_ENTRIES SUPPLIED_
- - -
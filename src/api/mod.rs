pub mod sounds;
pub mod upload;

pub use sounds::sound_routes;
pub use upload::upload_routes;

use crate::config::Config;
use crate::frontend;
use crate::services::{OutputSlot, PlaybackController, SpeechController, UploadHandler};
use axum::{routing::get, Router};
use std::path::PathBuf;
use std::sync::Arc;
use tower_http::{compression::CompressionLayer, trace::TraceLayer};

pub struct AppState {
    pub title: String,
    pub library_root: PathBuf,
    pub max_upload_bytes: usize,
    pub playback: PlaybackController,
    pub speech: SpeechController,
    pub uploads: UploadHandler,
}

impl AppState {
    pub fn new(config: &Config, slot: Arc<OutputSlot>) -> Self {
        let root = config.app.sound_dir.clone();
        Self {
            title: config.app.title.clone(),
            library_root: root.clone(),
            max_upload_bytes: config.app.max_upload_bytes,
            playback: PlaybackController::new(root.clone(), slot.clone()),
            speech: SpeechController::new(slot),
            uploads: UploadHandler::new(root),
        }
    }
}

pub fn build_router(state: Arc<AppState>) -> Router {
    Router::new()
        .route("/", get(frontend::index))
        .merge(sound_routes())
        .merge(upload_routes(state.max_upload_bytes))
        // Static assets for the page
        .fallback(get(frontend::serve_frontend))
        .with_state(state)
        .layer(TraceLayer::new_for_http())
        .layer(CompressionLayer::new())
}
pub mod api;
pub mod config;
pub mod error;
pub mod frontend;
pub mod models;
pub mod services;

pub use api::{build_router, AppState};
pub use config::Config;
pub use error::{AppError, Result};
use anyhow::Context;
use parking_lot::Mutex;
use rodio::cpal::traits::{DeviceTrait, HostTrait};
use rodio::{cpal, Decoder, OutputStream, OutputStreamHandle, Sink};
use std::fs::File;
use std::io::BufReader;
use std::path::{Path, PathBuf};
use std::sync::mpsc;
use tracing::{debug, info, warn};

/// The device side of the output slot: one sound at a time.
pub trait AudioOutput: Send + Sync {
    /// Start `path`, replacing whatever was loaded.
    fn play(&self, path: &Path) -> Result<(), anyhow::Error>;
    fn stop(&self);
    /// True while queued audio is still audible.
    fn is_busy(&self) -> bool;
    /// The file last started, while it is still busy.
    fn current(&self) -> Option<PathBuf>;
}

struct Loaded {
    sink: Sink,
    path: PathBuf,
}

pub struct RodioOutput {
    handle: OutputStreamHandle,
    loaded: Mutex<Option<Loaded>>,
}

impl RodioOutput {
    /// Open the default output device at `sample_rate` if it supports it.
    ///
    /// `OutputStream` is not `Send`, so it lives on its own thread for the rest
    /// of the process and only the handle comes back.
    pub fn open(sample_rate: u32) -> Result<Self, anyhow::Error> {
        let (tx, rx) = mpsc::sync_channel(1);

        std::thread::Builder::new()
            .name("audio-output".to_string())
            .spawn(move || match open_stream(sample_rate) {
                Ok((stream, handle)) => {
                    let _stream = stream;
                    if tx.send(Ok(handle)).is_err() {
                        return;
                    }
                    loop {
                        std::thread::park();
                    }
                }
                Err(e) => {
                    let _ = tx.send(Err(e));
                }
            })
            .context("Failed to spawn audio output thread")?;

        let handle = rx
            .recv()
            .context("Audio output thread exited before opening the device")??;

        Ok(Self {
            handle,
            loaded: Mutex::new(None),
        })
    }
}

fn open_stream(sample_rate: u32) -> Result<(OutputStream, OutputStreamHandle), anyhow::Error> {
    let device = cpal::default_host()
        .default_output_device()
        .context("No default audio output device")?;

    let config = device
        .supported_output_configs()
        .context("Failed to query output configs")?
        .find(|range| {
            range.min_sample_rate().0 <= sample_rate && sample_rate <= range.max_sample_rate().0
        })
        .map(|range| range.with_sample_rate(cpal::SampleRate(sample_rate)));

    let stream = match config {
        Some(config) => {
            info!("Opening audio output at {} Hz", sample_rate);
            OutputStream::try_from_device_config(&device, config)
        }
        None => {
            warn!(
                "Output device does not support {} Hz, using its default config",
                sample_rate
            );
            OutputStream::try_from_device(&device)
        }
    };

    stream.context("Failed to open audio output stream")
}

impl AudioOutput for RodioOutput {
    fn play(&self, path: &Path) -> Result<(), anyhow::Error> {
        let file = File::open(path)
            .with_context(|| format!("Failed to open audio file {}", path.display()))?;
        let source = Decoder::new(BufReader::new(file))
            .with_context(|| format!("Failed to decode {}", path.display()))?;
        let sink = Sink::try_new(&self.handle).context("Failed to create audio sink")?;

        let mut loaded = self.loaded.lock();
        if let Some(previous) = loaded.take() {
            previous.sink.stop();
        }
        sink.append(source);
        debug!("Started {}", path.display());
        *loaded = Some(Loaded {
            sink,
            path: path.to_path_buf(),
        });
        Ok(())
    }

    fn stop(&self) {
        if let Some(previous) = self.loaded.lock().take() {
            previous.sink.stop();
            debug!("Stopped {}", previous.path.display());
        }
    }

    fn is_busy(&self) -> bool {
        self.loaded
            .lock()
            .as_ref()
            .map_or(false, |loaded| !loaded.sink.empty())
    }

    fn current(&self) -> Option<PathBuf> {
        self.loaded
            .lock()
            .as_ref()
            .filter(|loaded| !loaded.sink.empty())
            .map(|loaded| loaded.path.clone())
    }
}
//! Text-to-speech on a dedicated worker thread.
//!
//! The worker owns the engine, so engines that are not `Send` work too.
//! Callers get a completion signal once the utterance has finished playing.

use anyhow::Context;
use parking_lot::Mutex;
use std::collections::VecDeque;
use std::process::{Child, Command as Process, Stdio};
use std::sync::mpsc::{self, Receiver, Sender, TryRecvError};
use std::sync::Arc;
use std::time::Duration;
use tokio::sync::oneshot;
use tracing::{debug, info, warn};

const POLL_INTERVAL: Duration = Duration::from_millis(20);

#[derive(Debug, Clone, Copy, PartialEq, Eq)]
pub enum SpeechState {
    Idle,
    Speaking,
}

/// A speech engine driven by the worker thread.
pub trait SpeechBackend {
    /// Begin speaking `text` without waiting for it to finish.
    fn start(&mut self, text: &str) -> Result<(), anyhow::Error>;
    fn is_speaking(&mut self) -> Result<bool, anyhow::Error>;
    fn stop(&mut self) -> Result<(), anyhow::Error>;
}

/// Runs an external program (espeak and friends) with the text as its last
/// argument, after `--` so text starting with `-` is never read as an option.
pub struct EspeakBackend {
    program: String,
    child: Option<Child>,
}

impl EspeakBackend {
    pub fn new(program: impl Into<String>) -> Self {
        Self {
            program: program.into(),
            child: None,
        }
    }
}

impl SpeechBackend for EspeakBackend {
    fn start(&mut self, text: &str) -> Result<(), anyhow::Error> {
        self.stop()?;
        let child = Process::new(&self.program)
            .arg("--")
            .arg(text)
            .stdin(Stdio::null())
            .stdout(Stdio::null())
            .stderr(Stdio::null())
            .spawn()
            .with_context(|| format!("Failed to run speech command '{}'", self.program))?;
        self.child = Some(child);
        Ok(())
    }

    fn is_speaking(&mut self) -> Result<bool, anyhow::Error> {
        let Some(child) = self.child.as_mut() else {
            return Ok(false);
        };
        match child.try_wait().context("Failed to poll speech command")? {
            Some(status) => {
                if !status.success() {
                    warn!("Speech command '{}' exited with {}", self.program, status);
                }
                self.child = None;
                Ok(false)
            }
            None => Ok(true),
        }
    }

    fn stop(&mut self) -> Result<(), anyhow::Error> {
        if let Some(mut child) = self.child.take() {
            // Already exited is fine.
            let _ = child.kill();
            child.wait().context("Failed to reap speech command")?;
        }
        Ok(())
    }
}

/// Platform speech engine through the `tts` crate.
#[cfg(not(target_os = "linux"))]
pub struct TtsBackend {
    tts: tts::Tts,
}

#[cfg(not(target_os = "linux"))]
impl TtsBackend {
    pub fn new() -> Result<Self, anyhow::Error> {
        let mut tts = tts::Tts::default().context("Failed to initialize text-to-speech")?;
        let normal = tts.normal_rate();
        let _ = tts.set_rate(normal);
        Ok(Self { tts })
    }
}

#[cfg(not(target_os = "linux"))]
impl SpeechBackend for TtsBackend {
    fn start(&mut self, text: &str) -> Result<(), anyhow::Error> {
        self.tts.speak(text, true).context("Text-to-speech failed")?;
        Ok(())
    }

    fn is_speaking(&mut self) -> Result<bool, anyhow::Error> {
        self.tts
            .is_speaking()
            .context("Failed to query text-to-speech state")
    }

    fn stop(&mut self) -> Result<(), anyhow::Error> {
        self.tts.stop().context("Failed to stop text-to-speech")?;
        Ok(())
    }
}

/// The engine for this platform: `command` on Linux, the `tts` crate elsewhere.
#[cfg(target_os = "linux")]
pub fn platform_backend(command: String) -> Result<Box<dyn SpeechBackend>, anyhow::Error> {
    Ok(Box::new(EspeakBackend::new(command)))
}

#[cfg(not(target_os = "linux"))]
pub fn platform_backend(_command: String) -> Result<Box<dyn SpeechBackend>, anyhow::Error> {
    Ok(Box::new(TtsBackend::new()?))
}

enum Command {
    Say {
        text: String,
        done: oneshot::Sender<Result<(), anyhow::Error>>,
    },
    Interrupt,
}

/// Handle to the speech thread.
pub struct SpeechWorker {
    tx: Sender<Command>,
    state: Arc<Mutex<SpeechState>>,
}

impl SpeechWorker {
    /// Start the worker; `factory` builds the engine on the worker thread.
    pub fn spawn<F>(factory: F) -> Result<Self, anyhow::Error>
    where
        F: FnOnce() -> Result<Box<dyn SpeechBackend>, anyhow::Error> + Send + 'static,
    {
        let (tx, rx) = mpsc::channel();
        let (ready_tx, ready_rx) = mpsc::sync_channel(1);
        let state = Arc::new(Mutex::new(SpeechState::Idle));
        let worker_state = state.clone();

        std::thread::Builder::new()
            .name("speech".to_string())
            .spawn(move || {
                let backend = match factory() {
                    Ok(backend) => {
                        let _ = ready_tx.send(Ok(()));
                        backend
                    }
                    Err(e) => {
                        let _ = ready_tx.send(Err(e));
                        return;
                    }
                };
                run(backend, rx, worker_state);
            })
            .context("Failed to spawn speech thread")?;

        ready_rx
            .recv()
            .context("Speech thread exited during startup")??;
        info!("Speech worker ready");

        Ok(Self { tx, state })
    }

    pub fn state(&self) -> SpeechState {
        *self.state.lock()
    }

    /// Speak `text` and wait until the engine is done with it.
    pub async fn say(&self, text: &str) -> Result<(), anyhow::Error> {
        let (done, finished) = oneshot::channel();
        self.tx
            .send(Command::Say {
                text: text.to_string(),
                done,
            })
            .map_err(|_| anyhow::anyhow!("Speech worker is not running"))?;

        finished
            .await
            .map_err(|_| anyhow::anyhow!("Speech worker dropped the request"))?
    }

    /// Cut off the current utterance, if any.
    pub fn interrupt(&self) {
        if self.tx.send(Command::Interrupt).is_err() {
            warn!("Speech worker is not running");
        }
    }
}

fn run(mut backend: Box<dyn SpeechBackend>, rx: Receiver<Command>, state: Arc<Mutex<SpeechState>>) {
    let mut pending = VecDeque::new();

    loop {
        let command = match pending.pop_front() {
            Some(command) => command,
            None => match rx.recv() {
                Ok(command) => command,
                Err(_) => break,
            },
        };

        match command {
            Command::Interrupt => {
                if let Err(e) = backend.stop() {
                    warn!("Failed to stop speech: {:#}", e);
                }
            }
            Command::Say { text, done } => {
                *state.lock() = SpeechState::Speaking;
                let result = utter(backend.as_mut(), &rx, &mut pending, &text);
                *state.lock() = SpeechState::Idle;
                // The caller may have gone away; the utterance still counts.
                let _ = done.send(result);
            }
        }
    }

    let _ = backend.stop();
    debug!("Speech worker stopped");
}

fn utter(
    backend: &mut dyn SpeechBackend,
    rx: &Receiver<Command>,
    pending: &mut VecDeque<Command>,
    text: &str,
) -> Result<(), anyhow::Error> {
    debug!("Speaking {} chars", text.len());
    backend.start(text)?;

    loop {
        match rx.try_recv() {
            Ok(Command::Interrupt) => {
                backend.stop()?;
                info!("Utterance interrupted");
                return Ok(());
            }
            Ok(other) => pending.push_back(other),
            Err(TryRecvError::Empty) => {}
            Err(TryRecvError::Disconnected) => {
                backend.stop()?;
                return Ok(());
            }
        }

        if !backend.is_speaking()? {
            return Ok(());
        }
        std::thread::sleep(POLL_INTERVAL);
    }
}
- - -
_TASK REQUIREMENTS_
Working from the material above, retype exactly the lines from the one with "use std::collections::VecDeque;" through the one with "as its last", both included, and only those lines.

_THE ANSWER_
use std::collections::VecDeque;
use std::process::{Child, Command as Process, Stdio};
use std::sync::mpsc::{self, Receiver, Sender, TryRecvError};
use std::sync::Arc;
use std::time::Duration;
use tokio::sync::oneshot;
use tracing::{debug, info, warn};

const POLL_INTERVAL: Duration = Duration::from_millis(20);

#[derive(Debug, Clone, Copy, PartialEq, Eq)]
pub enum SpeechState {
    Idle,
    Speaking,
}

/// A speech engine driven by the worker thread.
pub trait SpeechBackend {
    /// Begin speaking `text` without waiting for it to finish.
    fn start(&mut self, text: &str) -> Result<(), anyhow::Error>;
    fn is_speaking(&mut self) -> Result<bool, anyhow::Error>;
    fn stop(&mut self) -> Result<(), anyhow::Error>;
}

/// Runs an external program (espeak and friends) with the text as its last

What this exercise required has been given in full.